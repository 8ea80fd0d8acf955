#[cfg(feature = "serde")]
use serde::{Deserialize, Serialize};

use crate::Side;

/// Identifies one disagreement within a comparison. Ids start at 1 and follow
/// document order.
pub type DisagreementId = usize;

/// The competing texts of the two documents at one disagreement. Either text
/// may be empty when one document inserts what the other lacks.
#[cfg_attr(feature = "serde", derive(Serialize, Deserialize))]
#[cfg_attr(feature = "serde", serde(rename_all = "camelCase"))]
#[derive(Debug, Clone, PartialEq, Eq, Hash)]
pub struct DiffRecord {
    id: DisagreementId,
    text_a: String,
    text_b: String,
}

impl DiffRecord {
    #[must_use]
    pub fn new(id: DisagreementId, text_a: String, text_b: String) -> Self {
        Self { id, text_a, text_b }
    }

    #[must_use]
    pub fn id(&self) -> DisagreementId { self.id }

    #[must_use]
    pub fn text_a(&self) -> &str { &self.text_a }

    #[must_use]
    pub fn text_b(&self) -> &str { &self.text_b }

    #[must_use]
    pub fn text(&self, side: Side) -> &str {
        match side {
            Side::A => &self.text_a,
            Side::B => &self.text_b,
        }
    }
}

——

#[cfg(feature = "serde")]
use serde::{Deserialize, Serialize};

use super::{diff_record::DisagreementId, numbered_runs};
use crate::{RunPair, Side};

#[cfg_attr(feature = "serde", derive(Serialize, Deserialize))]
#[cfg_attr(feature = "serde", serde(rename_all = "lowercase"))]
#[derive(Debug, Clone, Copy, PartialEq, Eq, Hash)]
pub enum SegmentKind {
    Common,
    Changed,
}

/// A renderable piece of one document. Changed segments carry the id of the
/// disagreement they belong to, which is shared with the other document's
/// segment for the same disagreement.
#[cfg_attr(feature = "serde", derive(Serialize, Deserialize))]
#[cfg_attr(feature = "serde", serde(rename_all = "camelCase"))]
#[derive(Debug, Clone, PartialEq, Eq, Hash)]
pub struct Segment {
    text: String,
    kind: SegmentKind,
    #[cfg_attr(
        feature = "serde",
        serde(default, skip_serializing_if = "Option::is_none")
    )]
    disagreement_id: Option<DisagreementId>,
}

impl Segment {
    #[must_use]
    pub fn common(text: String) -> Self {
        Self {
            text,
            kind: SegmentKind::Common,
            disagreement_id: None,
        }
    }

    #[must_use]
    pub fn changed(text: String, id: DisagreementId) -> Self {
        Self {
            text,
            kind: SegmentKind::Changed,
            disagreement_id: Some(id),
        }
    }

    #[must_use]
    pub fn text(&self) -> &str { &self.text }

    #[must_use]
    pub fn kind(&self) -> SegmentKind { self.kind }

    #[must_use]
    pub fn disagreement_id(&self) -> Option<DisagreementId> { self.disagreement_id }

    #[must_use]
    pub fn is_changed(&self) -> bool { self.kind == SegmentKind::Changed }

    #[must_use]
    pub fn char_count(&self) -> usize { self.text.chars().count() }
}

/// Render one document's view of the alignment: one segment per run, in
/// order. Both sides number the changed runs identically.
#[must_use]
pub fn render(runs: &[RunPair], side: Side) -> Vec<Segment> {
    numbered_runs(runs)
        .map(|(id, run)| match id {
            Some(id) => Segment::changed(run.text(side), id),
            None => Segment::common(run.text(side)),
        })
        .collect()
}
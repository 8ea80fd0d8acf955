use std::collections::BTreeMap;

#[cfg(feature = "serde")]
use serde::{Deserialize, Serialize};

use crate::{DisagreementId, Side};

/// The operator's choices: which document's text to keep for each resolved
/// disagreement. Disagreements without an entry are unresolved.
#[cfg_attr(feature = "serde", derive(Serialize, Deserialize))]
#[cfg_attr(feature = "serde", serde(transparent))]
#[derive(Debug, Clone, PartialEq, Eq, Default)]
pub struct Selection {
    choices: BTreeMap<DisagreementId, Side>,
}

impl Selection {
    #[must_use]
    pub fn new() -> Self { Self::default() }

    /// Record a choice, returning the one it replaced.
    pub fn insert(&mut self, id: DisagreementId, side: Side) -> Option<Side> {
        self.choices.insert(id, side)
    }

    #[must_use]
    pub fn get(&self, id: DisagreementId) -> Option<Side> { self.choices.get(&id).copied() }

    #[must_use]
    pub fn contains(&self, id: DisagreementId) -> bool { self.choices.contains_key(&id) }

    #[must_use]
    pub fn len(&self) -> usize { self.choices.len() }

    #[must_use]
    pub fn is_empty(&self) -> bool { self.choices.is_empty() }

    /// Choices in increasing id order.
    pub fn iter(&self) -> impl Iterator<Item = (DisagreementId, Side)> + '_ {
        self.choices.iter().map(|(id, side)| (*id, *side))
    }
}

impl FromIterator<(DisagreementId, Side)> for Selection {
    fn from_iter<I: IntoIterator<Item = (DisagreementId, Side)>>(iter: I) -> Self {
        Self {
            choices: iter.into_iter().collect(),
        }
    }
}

——

#### [Work instruction]
Filter the entries down to the lines with the word "crate" in them, and copy those lines.

#### [Response]
use crate::Side;
use crate::{RunPair, Side};
use crate::{DisagreementId, Side};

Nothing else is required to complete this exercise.